Sinisgalli, sempre più importante e riconosciuto, vincitore di premi cinematografici alla Biennale di Venezia, traduttore di Baudelaire e Valery, autore di diverse raccolte di poesie e racconti, curatore di programmi per la RAI, amico di poeti come Ungaretti, Gatto, Quasimodo, e recensore di quadri di autori come De Chirico, Morandi, Viviani, ha lasciato la sua impronta umanizzante nell’immaginario e nei consumi del paese influenzando il design, suggerendo nomi (recensì per Mondadori i primi gialli dando il nome italiano al genere poliziesco) e immagini pubblicitarie per i prodotti industriali, idee per l’architettura e l’arredamento, come fondatore e direttore di riviste come “Pirelli” e “Civiltà delle macchine”, come collaboratore di Adriano Olivetti (art director della produzione dal 1938), come consulente di “Domus” e “Casabella", e diverse altre, attraverso i contatti e la realizzazione di campagne pubblicitarie con la grande industria (vedi le sue collaborazioni con Adriano Olivetti e Filippo Eugenio Luraghi, la collaborazione con Finmeccanica e Alfa Romeo, l’ENI dove è chiamato da Enrico Mattei e Alitalia), attraverso la sua partecipazione al gruppo di architetti e artisti che si riunivano intorno a Edoardo Persico, dando così il suo contributo al mito dell’Italian Style.

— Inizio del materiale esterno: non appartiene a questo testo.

//! Mentor API client.
//!
//! Thin typed wrapper over the learning server's JSON REST API. Every method
//! maps to one endpoint; the server does all real computation (generation,
//! grading, scheduling, XP). Runs against any [`HttpClient`], so tests can
//! swap in the mock adapter.

use std::sync::Arc;

use serde::de::DeserializeOwned;
use serde::Serialize;
use serde_json::Value;
use thiserror::Error;

use crate::models::*;
use crate::traits::{Headers, HttpClient, HttpError};

/// Default server address, overridable via `--server` or `MENTOR_SERVER_URL`.
pub const DEFAULT_BASE_URL: &str = "http://localhost:8000";

/// Error type for API operations.
///
/// Covers the three failure classes the client distinguishes: transport
/// failures, error statuses / application errors the server reports, and
/// malformed response bodies.
#[derive(Debug, Clone, Error)]
pub enum ApiError {
    /// Transport-level failure (connection, timeout, ...)
    #[error(transparent)]
    Transport(#[from] HttpError),
    /// Non-2xx HTTP status
    #[error("Server error ({status}): {message}")]
    Status { status: u16, message: String },
    /// Application-level error embedded in a 2xx body (`{"error": ...}`)
    #[error("{0}")]
    Application(String),
    /// Response body did not match the expected shape
    #[error("Invalid response: {0}")]
    InvalidResponse(String),
}

/// Client for the Mentor learning server.
pub struct ApiClient {
    /// Base URL of the server, without the `/api` prefix.
    pub base_url: String,
    http: Arc<dyn HttpClient>,
}

impl ApiClient {
    /// Create a client against the given base URL.
    pub fn new(base_url: impl Into<String>, http: Arc<dyn HttpClient>) -> Self {
        Self {
            base_url: base_url.into().trim_end_matches('/').to_string(),
            http,
        }
    }

    fn url(&self, path: &str) -> String {
        format!("{}/api{}", self.base_url, path)
    }

    /// URL of the progress export download. Opened in the browser rather
    /// than fetched, so the server can serve it as an attachment.
    pub fn export_url(&self) -> String {
        self.url("/progress/export")
    }

    /// Decode a response body, surfacing embedded application errors.
    fn decode<T: DeserializeOwned>(body: &[u8]) -> Result<T, ApiError> {
        let value: Value = serde_json::from_slice(body)
            .map_err(|e| ApiError::InvalidResponse(e.to_string()))?;
        if let Some(error) = value.get("error").and_then(Value::as_str) {
            return Err(ApiError::Application(error.to_string()));
        }
        serde_json::from_value(value).map_err(|e| ApiError::InvalidResponse(e.to_string()))
    }

    async fn get_json<T: DeserializeOwned>(&self, path: &str) -> Result<T, ApiError> {
        let url = self.url(path);
        tracing::debug!(%url, "GET");
        let response = self.http.get(&url, &Headers::new()).await?;
        if !response.is_success() {
            return Err(ApiError::Status {
                status: response.status,
                message: response.text().unwrap_or_default(),
            });
        }
        Self::decode(&response.body)
    }

    async fn post_json<T: DeserializeOwned, B: Serialize>(
        &self,
        path: &str,
        body: &B,
    ) -> Result<T, ApiError> {
        let url = self.url(path);
        tracing::debug!(%url, "POST");
        let payload = serde_json::to_string(body)
            .map_err(|e| ApiError::InvalidResponse(e.to_string()))?;
        let response = self.http.post(&url, &payload, &Headers::new()).await?;
        if !response.is_success() {
            return Err(ApiError::Status {
                status: response.status,
                message: response.text().unwrap_or_default(),
            });
        }
        Self::decode(&response.body)
    }

    /// POST where the caller only cares that the action succeeded.
    async fn post_ok<B: Serialize>(&self, path: &str, body: &B) -> Result<(), ApiError> {
        let _: Value = self.post_json(path, body).await?;
        Ok(())
    }

    // ------------------------------------------------------------------
    // Skills
    // ------------------------------------------------------------------

    pub async fn list_skills(&self) -> Result<Vec<Skill>, ApiError> {
        self.get_json("/skills").await
    }

    pub async fn skill_detail(&self, skill_id: i64) -> Result<SkillDetail, ApiError> {
        self.get_json(&format!("/skills/{}", skill_id)).await
    }

    /// Generate a curriculum preview without creating the skill.
    pub async fn preview_skill(&self, name: &str) -> Result<CurriculumPreview, ApiError> {
        self.post_json(
            "/skills/preview",
            &SkillPreviewRequest {
                name: name.to_string(),
            },
        )
        .await
    }

    pub async fn create_skill(&self, request: &SkillCreateRequest) -> Result<SkillCreated, ApiError> {
        self.post_json("/skills", request).await
    }

    pub async fn delete_skill(&self, skill_id: i64) -> Result<(), ApiError> {
        self.post_ok(&format!("/skills/{}/delete", skill_id), &Value::Null)
            .await
    }

    /// Fetch the skill's cheat sheet (markdown, generated on first request).
    pub async fn cheatsheet(&self, skill_id: i64) -> Result<String, ApiError> {
        self.get_json(&format!("/skills/{}/cheatsheet", skill_id))
            .await
    }

    pub async fn regenerate_cheatsheet(&self, skill_id: i64) -> Result<String, ApiError> {
        self.post_json(
            &format!("/skills/{}/cheatsheet/regenerate", skill_id),
            &Value::Null,
        )
        .await
    }

    // ------------------------------------------------------------------
    // Projects
    // ------------------------------------------------------------------

    pub async fn project(&self, skill_id: i64) -> Result<ProjectBrief, ApiError> {
        self.get_json(&format!("/skills/{}/project", skill_id)).await
    }

    pub async fn project_submissions(
        &self,
        project_id: i64,
    ) -> Result<Vec<ProjectSubmission>, ApiError> {
        self.get_json(&format!("/projects/{}/submissions", project_id))
            .await
    }

    pub async fn submit_project(
        &self,
        project_id: i64,
        submission: &str,
    ) -> Result<ProjectEvaluation, ApiError> {
        self.post_json(
            &format!("/projects/{}/submit", project_id),
            &ProjectSubmitRequest {
                submission: submission.to_string(),
            },
        )
        .await
    }

    // ------------------------------------------------------------------
    // Lessons & exercises
    // ------------------------------------------------------------------

    pub async fn lesson(&self, lesson_id: i64) -> Result<Lesson, ApiError> {
        self.get_json(&format!("/lessons/{}", lesson_id)).await
    }

    /// Ask the server to generate the lesson body for a planned lesson.
    pub async fn generate_lesson(&self, skill_id: i64, lesson_id: i64) -> Result<Lesson, ApiError> {
        self.post_json(
            "/lessons/generate",
            &LessonGenerateRequest { skill_id, lesson_id },
        )
        .await
    }

    pub async fn complete_lesson(&self, lesson_id: i64) -> Result<(), ApiError> {
        self.post_ok(&format!("/lessons/{}/complete", lesson_id), &Value::Null)
            .await
    }

    pub async fn quiz_for_lesson(&self, lesson_id: i64) -> Result<Quiz, ApiError> {
        self.get_json(&format!("/lessons/{}/quiz", lesson_id)).await
    }

    pub async fn generate_quiz(&self, lesson_id: i64) -> Result<Quiz, ApiError> {
        self.post_json(&format!("/lessons/{}/quiz", lesson_id), &Value::Null)
            .await
    }

    pub async fn lesson_feedback(&self, lesson_id: i64) -> Result<LessonFeedback, ApiError> {
        self.get_json(&format!("/lessons/{}/feedback", lesson_id))
            .await
    }

    pub async fn send_lesson_feedback(
        &self,
        lesson_id: i64,
        request: &LessonFeedbackRequest,
    ) -> Result<(), ApiError> {
        self.post_ok(&format!("/lessons/{}/feedback", lesson_id), request)
            .await
    }

    /// Ask the tutor to explain part of a lesson in different words.
    pub async fn explain(&self, lesson_id: i64, question: &str) -> Result<Explanation, ApiError> {
        self.post_json(
            &format!("/lessons/{}/explain", lesson_id),
            &serde_json::json!({ "question": question }),
        )
        .await
    }

    pub async fn run_exercise(
        &self,
        request: &ExerciseRunRequest,
    ) -> Result<ExerciseRunResult, ApiError> {
        self.post_json("/exercises/run", request).await
    }

    pub async fn evaluate_exercise(
        &self,
        request: &ExerciseEvaluateRequest,
    ) -> Result<ExerciseEvaluation, ApiError> {
        self.post_json("/exercises/evaluate", request).await
    }

    // ------------------------------------------------------------------
    // Quizzes
    // ------------------------------------------------------------------

    pub async fn grade_answer(&self, request: &GradeRequest) -> Result<GradeResult, ApiError> {
        self.post_json("/quizzes/grade", request).await
    }

    pub async fn submit_quiz(
        &self,
        request: &QuizSubmitRequest,
    ) -> Result<QuizSubmitResult, ApiError> {
        self.post_json("/quizzes/submit", request).await
    }

    // ------------------------------------------------------------------
    // Chat
    // ------------------------------------------------------------------

    pub async fn chat(&self, request: &ChatRequest) -> Result<ChatReply, ApiError> {
        self.post_json("/chat", request).await
    }

    pub async fn chat_history(&self, skill_id: i64) -> Result<ChatHistory, ApiError> {
        self.get_json(&format!("/chat/{}/history", skill_id)).await
    }

    // ------------------------------------------------------------------
    // Review & progress
    // ------------------------------------------------------------------

    pub async fn review_queue(&self) -> Result<ReviewQueue, ApiError> {
        self.get_json("/review/queue").await
    }

    pub async fn rate_card(&self, card_id: i64, quality: Quality) -> Result<RateResult, ApiError> {
        self.post_json(
            &format!("/review/{}/rate", card_id),
            &RateRequest {
                quality: quality.as_i64(),
            },
        )
        .await
    }

    pub async fn progress(&self) -> Result<Progress, ApiError> {
        self.get_json("/progress").await
    }

    pub async fn charts(&self) -> Result<ChartData, ApiError> {
        self.get_json("/progress/charts").await
    }

    pub async fn achievements(&self) -> Result<Vec<Achievement>, ApiError> {
        self.get_json("/achievements").await
    }
}

#[cfg(test)]
mod tests {
    use super::*;
    use crate::adapters::mock::MockHttpClient;

    fn client_with(mock: &MockHttpClient) -> ApiClient {
        ApiClient::new("http://test", Arc::new(mock.clone()))
    }

    #[test]
    fn test_base_url_trailing_slash_is_stripped() {
        let mock = MockHttpClient::new();
        let client = ApiClient::new("http://test/", Arc::new(mock));
        assert_eq!(client.url("/skills"), "http://test/api/skills");
        assert_eq!(client.export_url(), "http://test/api/progress/export");
    }

    #[tokio::test]
    async fn test_list_skills() {
        let mock = MockHttpClient::new();
        mock.set_json_response(
            "http://test/api/skills",
            r#"[{"id": 1, "name": "Rust", "description": "The language"}]"#,
        );
        let skills = client_with(&mock).list_skills().await.unwrap();
        assert_eq!(skills.len(), 1);
        assert_eq!(skills[0].name, "Rust");
    }

    #[tokio::test]
    async fn test_application_error_in_success_body() {
        let mock = MockHttpClient::new();
        mock.set_json_response("http://test/api/lessons/99", r#"{"error": "Lesson not found"}"#);
        let err = client_with(&mock).lesson(99).await.unwrap_err();
        assert!(matches!(err, ApiError::Application(msg) if msg == "Lesson not found"));
    }

    #[tokio::test]
    async fn test_http_status_error() {
        let mock = MockHttpClient::new();
        mock.set_response(
            "http://test/api/progress",
            crate::adapters::mock::MockResponse::Success(crate::traits::Response::new(
                500,
                bytes::Bytes::from("boom"),
            )),
        );
        let err = client_with(&mock).progress().await.unwrap_err();
        assert!(matches!(err, ApiError::Status { status: 500, .. }));
    }

    #[tokio::test]
    async fn test_malformed_body_is_invalid_response() {
        let mock = MockHttpClient::new();
        mock.set_json_response("http://test/api/progress", "{not json");
        let err = client_with(&mock).progress().await.unwrap_err();
        assert!(matches!(err, ApiError::InvalidResponse(_)));
    }

    #[tokio::test]
    async fn test_rate_card_sends_quality_scale() {
        let mock = MockHttpClient::new();
        mock.set_json_response("http://test/api/review/5/rate", r#"{"xp_earned": 10}"#);
        let result = client_with(&mock)
            .rate_card(5, Quality::Good)
            .await
            .unwrap();
        assert_eq!(result.xp_earned, 10);

        let requests = mock.requests();
        assert_eq!(requests[0].body.as_deref(), Some(r#"{"quality":4}"#));
    }

    #[tokio::test]
    async fn test_transport_error_passthrough() {
        let mock = MockHttpClient::new();
        mock.set_response(
            "http://test/api/review/queue",
            crate::adapters::mock::MockResponse::Error(HttpError::ConnectionFailed(
                "refused".to_string(),
            )),
        );
        let err = client_with(&mock).review_queue().await.unwrap_err();
        assert!(matches!(err, ApiError::Transport(_)));
    }
}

Il sogno intrigava alquanto Sinisgalli, facendo risaltare la nettezza e i colori delle immagini della veglia, nel contrasto coi suoi surreali toni di grigio. Ne immaginava la genesi in una sovrapposizione di lastre fotografiche, corrispondenti a immagini in noi immagazzinate, di cui nessuno sapeva dir nulla: “Chi ordina, chi conserva questo prezioso materiale? Chi ne fa il montaggio ogni notte? Chi confonde i panorami, chi ripete periodicamente le stesse scene? Io non lo so. Forse neppure Freud lo sa”. Diceva che le figure del sogno fanno gesti di lentezza estrema, “si muovono come le stelle”, e così si spiega perché Proust impiega trenta pagine per descrivere un bacio. “In verità quel bacio, – sono le prime pagine del libro, Longtemps je me suis couché de bonne heure... –, il piccolo Marcel lo riceve mentre si addormenta da sua madre”.

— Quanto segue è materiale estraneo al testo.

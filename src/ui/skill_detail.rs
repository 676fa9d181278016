//! Skill detail: the lesson plan with completion markers.

use ratatui::layout::Rect;
use ratatui::style::{Style, Stylize};
use ratatui::text::{Line, Span};
use ratatui::widgets::{Clear, List, ListItem, Paragraph, Wrap};
use ratatui::Frame;

use crate::views::SkillDetailView;

use super::helpers::{centered_rect, spinner_frame, titled_block};
use super::theme::Theme;

pub fn render(
    frame: &mut Frame,
    view: &SkillDetailView,
    tick_count: u64,
    theme: &Theme,
    area: Rect,
) {
    let title = view
        .detail
        .as_ref()
        .and_then(|d| d.skill.as_ref())
        .map_or("skill", |s| s.name.as_str());
    let block = titled_block(title, theme);
    let inner = block.inner(area);
    frame.render_widget(block, area);

    if view.loading {
        let loading = Paragraph::new(Line::from(Span::styled(
            format!("{} loading…", spinner_frame(tick_count)),
            Style::default().fg(theme.dim),
        )));
        frame.render_widget(loading, inner);
        return;
    }
    if let Some(error) = &view.error {
        frame.render_widget(
            Paragraph::new(Line::from(Span::styled(
                error.clone(),
                Style::default().fg(theme.error),
            ))),
            inner,
        );
        return;
    }
    let detail = match &view.detail {
        Some(d) => d,
        None => return,
    };

    let items: Vec<ListItem> = detail
        .lessons
        .iter()
        .enumerate()
        .map(|(i, lesson)| {
            let marker = if lesson.is_completed() {
                Span::styled("✓ ", Style::default().fg(theme.success))
            } else if view.generating == Some(lesson.id) {
                Span::styled(
                    format!("{} ", spinner_frame(tick_count)),
                    Style::default().fg(theme.accent),
                )
            } else if lesson.has_content() {
                Span::styled("· ", Style::default().fg(theme.fg))
            } else {
                Span::styled("○ ", Style::default().fg(theme.dim))
            };
            let mut spans = vec![
                marker,
                Span::styled(lesson.topic.clone(), Style::default().fg(theme.fg)),
            ];
            if let Some(minutes) = lesson.estimated_minutes {
                spans.push(Span::styled(
                    format!("  ~{} min", minutes),
                    Style::default().fg(theme.dim),
                ));
            }
            let style = if i == view.selected {
                Style::default().bg(theme.selection_bg)
            } else {
                Style::default()
            };
            ListItem::new(Line::from(spans)).style(style)
        })
        .collect();
    frame.render_widget(List::new(items), inner);

    if view.confirm_delete {
        let dialog = centered_rect(52, 5, area);
        frame.render_widget(Clear, dialog);
        let block = titled_block("delete skill?", theme);
        let body = block.inner(dialog);
        frame.render_widget(block, dialog);
        let warning = Paragraph::new(Line::from(Span::styled(
            "Press x again to delete this skill and all its lessons",
            Style::default().fg(theme.error).bold(),
        )))
        .wrap(Wrap { trim: true });
        frame.render_widget(warning, body);
    }
}

#[cfg(test)]
mod tests {
    use super::*;
    use crate::models::SkillDetail;
    use crate::views::tests::test_ctx;
    use crate::views::SkillDetailView;
    use ratatui::backend::TestBackend;
    use ratatui::Terminal;

    fn buffer_text(terminal: &Terminal<TestBackend>) -> String {
        terminal
            .backend()
            .buffer()
            .content()
            .iter()
            .map(|cell| cell.symbol())
            .collect()
    }

    #[tokio::test]
    async fn confirm_delete_draws_centered_dialog() {
        let (ctx, _rx) = test_ctx();
        let mut view = SkillDetailView::mount(1, ctx);
        view.loading = false;
        view.detail = Some(SkillDetail::default());
        view.confirm_delete = true;
        let theme = Theme::dark();
        let mut terminal = Terminal::new(TestBackend::new(80, 12)).unwrap();
        terminal
            .draw(|frame| render(frame, &view, 0, &theme, frame.area()))
            .unwrap();
        let text = buffer_text(&terminal);
        assert!(text.contains("delete skill?"));
        assert!(text.contains("Press x again"));
    }
}
//! Color palettes. The dark/light choice is the persisted dark-mode flag;
//! everything else reads colors from the active [`Theme`].

use ratatui::style::Color;

#[derive(Debug, Clone, Copy)]
pub struct Theme {
    pub bg: Color,
    pub fg: Color,
    pub dim: Color,
    pub border: Color,
    pub accent: Color,
    pub success: Color,
    pub error: Color,
    pub warning: Color,
    pub selection_bg: Color,
    pub gauge: Color,
    pub gauge_bg: Color,
}

impl Theme {
    pub fn for_mode(dark: bool) -> Self {
        if dark {
            Self::dark()
        } else {
            Self::light()
        }
    }

    pub fn dark() -> Self {
        Self {
            bg: Color::Reset,
            fg: Color::White,
            dim: Color::DarkGray,
            border: Color::DarkGray,
            accent: Color::Cyan,
            success: Color::Green,
            error: Color::Red,
            warning: Color::Yellow,
            selection_bg: Color::Rgb(40, 40, 60),
            gauge: Color::Cyan,
            gauge_bg: Color::Rgb(30, 30, 40),
        }
    }

    pub fn light() -> Self {
        Self {
            bg: Color::White,
            fg: Color::Black,
            dim: Color::Gray,
            border: Color::Gray,
            accent: Color::Blue,
            success: Color::Rgb(0, 120, 0),
            error: Color::Rgb(180, 0, 0),
            warning: Color::Rgb(160, 110, 0),
            selection_bg: Color::Rgb(220, 225, 245),
            gauge: Color::Blue,
            gauge_bg: Color::Rgb(225, 225, 225),
        }
    }
}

ln un periodo magico della sua vita tutti i suoi amici si stupivano del fatto che Leonardo andasse molto presto a letto la sera. Nessuno sapeva, come invece lui sapeva, che in quel periodo ogni notte gli si presentavano meravigliosi sogni di architetture che realizzava qua e là per il mondo, che lui attendeva con trepidazione.

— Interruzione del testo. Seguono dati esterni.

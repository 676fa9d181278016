//! Prelude re-exporting the most commonly used types.

pub use crate::api::{ApiClient, ApiError};
pub use crate::app::messages::{AppMessage, Effect, ViewEvent};
pub use crate::app::App;
pub use crate::models::{
    Achievement, ChatMessage, Lesson, Progress, Quality, Quiz, ReviewCard, Skill,
};
pub use crate::router::{History, Route};
pub use crate::storage::Storage;
pub use crate::ui::render;
pub use crate::views::{View, ViewContext};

Il sogno ha orrore della luce, ma oggi, con l’avvento del cinema, notava Sinisgalli, gli uomini hanno enormemente accresciuto le loro possibilità di sognare.
Il suo sogno indica una meta fantastica e incredibilmente a portata di mano, quella di nutrire e far risplendere la vita con la poesia, e di donare domicili dignitosi e spazi vitali secondo l’insegnamento di Wright: «L’uomo chiede soltanto, sulla terra, uno “spazio umano più generoso”. Tanto più necessario perché «L’uomo moderno è destinato a perdere il suo domicilio, [ ] si porta appresso le sue radici: non riesce ormai che ad abbarbicarsi a questa o a quella città. È un profugo, è un viaggiatore è un esiliato».
Il padre di Sinisgalli era tornato dopo aver cercato fortuna in America, ritrovando la serenità delle origini, quel posto sulla terra cui ciascuno di noi avrebbe diritto: «L’uomo che torna solo/A tarda sera dalla vigna/Scuote le rape nella vasca/ Sbuca dal viottolo con la paglia/Macchiata di verderame./L’uomo che porta così fresco/Terriccio sulle scarpe, odore/Di fresca sera nei vestiti/Si ferma a una fonte, parla/Con un ortolano che sradica i finocchi./É un uomo, un piccolo uomo/Ch’io guardo di lontano./È un punto vivo all’orizzonte./Forse la sua pupilla/Si accende questa sera/Accanto alla peschiera dove si asciuga la fronte».